Пока всё это докладывали, Гопс сидела смирно в углу будана и, не мигая, глядела на небольшой бездымный костерок, неспешно колыхавшийся за невысокой каменной оградкой посреди атаманова жилища. И вдруг девку как будто что-то толкнуло изнутри. Вскрикнув коротко и тревожно, словно ночная птица, она, казалось, вылетела из куреня и растворилась в непроглядной ночной тьме.

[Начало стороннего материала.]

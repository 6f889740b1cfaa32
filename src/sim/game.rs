//! Phase state machine
//!
//! Drives the fishing loop: READY → CASTING → FISHING → BITE → HIT/MISS →
//! READY, with an auto-miss path from BITE back to FISHING. The only inputs
//! are the primary action, presentation commands and the virtual clock; the
//! only outputs are queued `GameEvent`s.
//!
//! Every timer is tagged with the phase it was scheduled under and is dropped
//! if the phase has moved on by the time it fires.

use rand::{Rng, SeedableRng};
use rand_pcg::Pcg32;

use super::hit::{evaluate, matching_window};
use super::keyframe::{DriftDirection, MotionCurve, cast_in_curve, generate, sink_curve};
use super::mirror::reflect;
use super::pattern::{BitePattern, PatternCatalog};
use super::scheduler::{FiredTimer, TimerSlot};
use super::state::{GameEvent, MotionKind, MotionUpdate, Phase, SessionState, VisualState};
use crate::floats::{FloatCatalog, FloatModel};
use crate::settings::{Settings, TimingSettings};

/// Sample a bite wait from the configured half-open range
pub fn wait_delay_ms<R: Rng + ?Sized>(rng: &mut R, timing: &TimingSettings) -> u64 {
    rng.random_range(timing.wait_range())
}

/// The fishing game engine
#[derive(Debug, Clone)]
pub struct FishingGame {
    settings: Settings,
    catalog: PatternCatalog,
    floats: FloatCatalog,
    selected_float: usize,
    session: SessionState,
    rng: Pcg32,
    /// 1-based pattern number forced by the debug input
    debug_override: Option<i64>,
    surface_attached: bool,
    visual: VisualState,
    current_motion: Option<u64>,
    next_motion_id: u64,
    events: Vec<GameEvent>,
}

impl FishingGame {
    /// Create a game with default settings and the built-in catalogs
    pub fn new(seed: u64) -> Self {
        Self::with_settings(seed, Settings::default())
    }

    pub fn with_settings(seed: u64, settings: Settings) -> Self {
        Self {
            settings: settings.sanitized(),
            catalog: PatternCatalog::builtin(),
            floats: FloatCatalog::builtin(),
            selected_float: 0,
            session: SessionState::new(),
            rng: Pcg32::seed_from_u64(seed),
            debug_override: None,
            surface_attached: true,
            visual: VisualState::Idle,
            current_motion: None,
            next_motion_id: 1,
            events: Vec::new(),
        }
    }

    /// Replace the bite table (e.g. one loaded from JSON)
    pub fn with_catalog(mut self, catalog: PatternCatalog) -> Self {
        self.catalog = catalog;
        self
    }

    // === Queries ===

    pub fn phase(&self) -> Phase {
        self.session.phase
    }

    pub fn session(&self) -> &SessionState {
        &self.session
    }

    pub fn settings(&self) -> &Settings {
        &self.settings
    }

    pub fn catalog(&self) -> &PatternCatalog {
        &self.catalog
    }

    pub fn now_ms(&self) -> u64 {
        self.session.timers.now_ms()
    }

    pub fn visual_state(&self) -> VisualState {
        self.visual
    }

    pub fn selected_float(&self) -> &FloatModel {
        self.floats.get(self.selected_float)
    }

    pub fn debug_override(&self) -> Option<i64> {
        self.debug_override
    }

    pub fn is_surface_attached(&self) -> bool {
        self.surface_attached
    }

    /// Pattern currently biting (or just resolved)
    pub fn active_pattern(&self) -> Option<&BitePattern> {
        self.session.active_pattern.map(|i| self.catalog.get(i))
    }

    /// Milliseconds until the timer in `slot` fires
    pub fn time_until(&self, slot: TimerSlot) -> Option<u64> {
        self.session
            .timers
            .due_ms(slot)
            .map(|due| due.saturating_sub(self.now_ms()))
    }

    /// Take all events queued since the last drain
    pub fn drain_events(&mut self) -> Vec<GameEvent> {
        std::mem::take(&mut self.events)
    }

    // === Inputs ===

    /// Force a 1-based pattern number for upcoming bites; out-of-range values
    /// fall back to random selection
    pub fn set_debug_override(&mut self, value: Option<i64>) {
        self.debug_override = value;
    }

    /// The presentation surface exists and can play motion
    pub fn attach_surface(&mut self) {
        self.surface_attached = true;
    }

    /// The presentation surface is gone; commands become no-ops
    pub fn detach_surface(&mut self) {
        self.surface_attached = false;
        self.current_motion = None;
        self.visual = VisualState::Idle;
    }

    /// The single player action: cast in cast mode, hook otherwise
    pub fn primary_action(&mut self) {
        match self.session.phase {
            Phase::Ready | Phase::Hit | Phase::Miss | Phase::Broken => {
                self.begin_cast();
            }
            Phase::Casting => {
                log::debug!("Primary action ignored while casting");
            }
            Phase::Fishing => {
                log::info!("Struck before any bite");
                self.session.timers.cancel(TimerSlot::Wait);
                self.emit_sink();
                self.resolve(Phase::Miss);
            }
            Phase::Bite => self.hook(),
        }
    }

    /// Advance the clock by `dt_ms`, firing due timers in order
    pub fn advance(&mut self, dt_ms: u64) {
        let target = self.now_ms().saturating_add(dt_ms);
        self.advance_to(target);
    }

    /// Advance the clock to `target_ms`, firing due timers in order
    ///
    /// Each timer is fully handled before the next is popped, so a transition
    /// that cancels another timer due in the same step keeps it from firing.
    pub fn advance_to(&mut self, target_ms: u64) {
        while let Some(fired) = self.session.timers.pop_due(target_ms) {
            self.on_timer(fired);
        }
        self.session.timers.advance_clock(target_ms);
    }

    // === Presentation commands ===

    /// Start a bite immediately, optionally with a specific catalog index
    pub fn play_bite(&mut self, pattern_index: Option<usize>) -> Option<MotionUpdate> {
        if !self.surface_attached {
            return None;
        }
        self.session.timers.cancel_all();
        let index = match pattern_index {
            Some(i) => self.catalog.clamp_index(i),
            None => self.select_pattern(),
        };
        self.start_bite(index)
    }

    /// Cast the float and start the casting → fishing pipeline
    pub fn cast_in(&mut self) -> Option<MotionUpdate> {
        if !self.surface_attached {
            return None;
        }
        self.begin_cast()
    }

    /// Short dip of the float, without touching the phase
    pub fn sink(&mut self) -> Option<MotionUpdate> {
        if !self.surface_attached {
            return None;
        }
        self.emit_sink()
    }

    /// Cancel everything and return to READY
    pub fn reset(&mut self) {
        self.session.reset();
        self.current_motion = None;
        self.visual = VisualState::Idle;
        self.set_phase(Phase::Ready);
    }

    /// Select a float; clamped, never affects the phase
    pub fn change_float(&mut self, index: usize) -> &FloatModel {
        self.selected_float = self.floats.clamp_index(index);
        let float = self.floats.get(self.selected_float);
        log::info!("Float changed to {}", float.name);
        float
    }

    /// The presentation layer finished playing motion `id`
    ///
    /// Returns false for superseded or unknown motions.
    pub fn curve_finished(&mut self, id: u64) -> bool {
        if self.current_motion != Some(id) {
            log::trace!("Ignoring completion of stale motion #{}", id);
            return false;
        }
        self.current_motion = None;
        self.visual = VisualState::Bobbing;
        true
    }

    // === Transitions ===

    fn set_phase(&mut self, phase: Phase) {
        log::info!("Phase {} -> {}", self.session.phase.as_str(), phase.as_str());
        self.session.phase = phase;
        self.events.push(GameEvent::PhaseChanged {
            phase,
            message: phase.message(),
        });
    }

    fn begin_cast(&mut self) -> Option<MotionUpdate> {
        self.session.timers.cancel_all();
        self.session.clear_bite();
        self.set_phase(Phase::Casting);

        let duration_ms = self.settings.timing.cast_transition_ms;
        self.session
            .timers
            .schedule(TimerSlot::CastTransition, duration_ms, Phase::Casting);

        let curve = cast_in_curve(self.settings.resting_offset, duration_ms as f32);
        self.emit_motion(MotionKind::CastIn, curve, None)
    }

    fn arm_wait(&mut self) {
        let delay = wait_delay_ms(&mut self.rng, &self.settings.timing);
        self.session.timers.schedule(TimerSlot::Wait, delay, Phase::Fishing);
    }

    fn select_pattern(&mut self) -> usize {
        match self.debug_override {
            Some(n) if n >= 1 && (n as u64) <= self.catalog.len() as u64 => (n - 1) as usize,
            _ => self.catalog.random_index(&mut self.rng),
        }
    }

    fn start_bite(&mut self, index: usize) -> Option<MotionUpdate> {
        let now = self.now_ms();
        let pattern = self.catalog.get(index);
        let auto_miss_ms =
            pattern.duration_ms() as u64 + self.settings.timing.auto_miss_grace_ms;
        log::info!("Bite: {} at {} ms", pattern.name, now);

        self.session.bite_start_ms = Some(now);
        self.session.active_pattern = Some(index);
        self.session
            .timers
            .schedule(TimerSlot::AutoMiss, auto_miss_ms, Phase::Bite);
        self.set_phase(Phase::Bite);

        let direction = DriftDirection::random(&mut self.rng);
        let curve = generate(self.catalog.get(index), self.settings.resting_offset, direction);
        self.emit_motion(MotionKind::Bite, curve, Some(index))
    }

    fn hook(&mut self) {
        self.session.timers.cancel(TimerSlot::AutoMiss);
        self.emit_sink();

        let (Some(index), Some(elapsed)) =
            (self.session.active_pattern, self.session.bite_elapsed_ms())
        else {
            self.resolve(Phase::Miss);
            return;
        };

        let pattern = self.catalog.get(index);
        let hit = evaluate(pattern, elapsed);
        match matching_window(pattern, elapsed) {
            Some(w) => log::info!(
                "Hooked {} at {} ms (window {}..={})",
                pattern.name,
                elapsed,
                w.start_ms,
                w.end_ms
            ),
            None => log::info!("Missed {} at {} ms", pattern.name, elapsed),
        }
        self.resolve(if hit { Phase::Hit } else { Phase::Miss });
    }

    fn resolve(&mut self, result: Phase) {
        self.set_phase(result);
        let delay = self.settings.timing.result_display_ms;
        self.session.timers.schedule(TimerSlot::Result, delay, result);
    }

    fn on_timer(&mut self, fired: FiredTimer<Phase>) {
        let slot = fired.token.slot;
        if fired.payload != self.session.phase {
            log::trace!(
                "Dropping stale {} timer #{} (scheduled in {}, now {})",
                slot.as_str(),
                fired.token.id,
                fired.payload.as_str(),
                self.session.phase.as_str()
            );
            return;
        }

        match slot {
            TimerSlot::CastTransition => {
                self.set_phase(Phase::Fishing);
                self.arm_wait();
            }
            TimerSlot::Wait => {
                let index = self.select_pattern();
                self.start_bite(index);
            }
            TimerSlot::AutoMiss => {
                // The fish got away; keep fishing without a result screen
                log::info!("Bite expired, waiting for the next one");
                self.session.clear_bite();
                self.set_phase(Phase::Fishing);
                self.arm_wait();
            }
            TimerSlot::Result => {
                self.session.clear_bite();
                self.set_phase(Phase::Ready);
            }
        }
    }

    // === Motion output ===

    fn emit_sink(&mut self) -> Option<MotionUpdate> {
        let curve = sink_curve(self.settings.resting_offset, self.settings.sink_depth);
        self.emit_motion(MotionKind::Sink, curve, None)
    }

    /// Pair a float curve with its reflection and queue it
    fn emit_motion(
        &mut self,
        kind: MotionKind,
        float: MotionCurve,
        pattern_index: Option<usize>,
    ) -> Option<MotionUpdate> {
        if !self.surface_attached {
            return None;
        }

        let id = self.next_motion_id;
        self.next_motion_id += 1;

        let update = MotionUpdate {
            id,
            kind,
            reflection: reflect(&float, self.settings.mirror_line),
            float,
            pattern_index,
        };
        self.current_motion = Some(id);
        self.visual = VisualState::Animating(kind);
        self.events.push(GameEvent::Motion(update.clone()));
        Some(update)
    }
}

— Чего она там крикнула-то? — рассеянно спросил Макута, продолжая думать о чём-то своём.
— А, кажись, имя чьё-то помянула, — отозвался вездесущий Митрич, — не то Таша, не то Маша. Чудно другое, атаман, она ведь вылетела отсюда...
— Как это вылетела? — всё так же вяло, боясь испугать теплящуюся внутри мысль, отозвался Бей.
— Вестимо как, по воздуху. Токи как это ей удалось, ума не приложу. Вроде, как и бежала, а ноги-то землицы не касались! Я сбоку глядел, и мне виднее всё было, сантиметров так на десять от земли ноги-то топотали. Вот таки дела, атаман.
Не успели они толком обсудить это чудо, как снаружи послышались громкие крики и бабий вой. Полог шатнулся в сторону, и в помещение вошла Эрмитадора с Машенькой на руках. Безжизненное тело прогибалось, окровавленная голова моталась из стороны в сторону. Гопс остановилась в растерянности, не зная, что делать.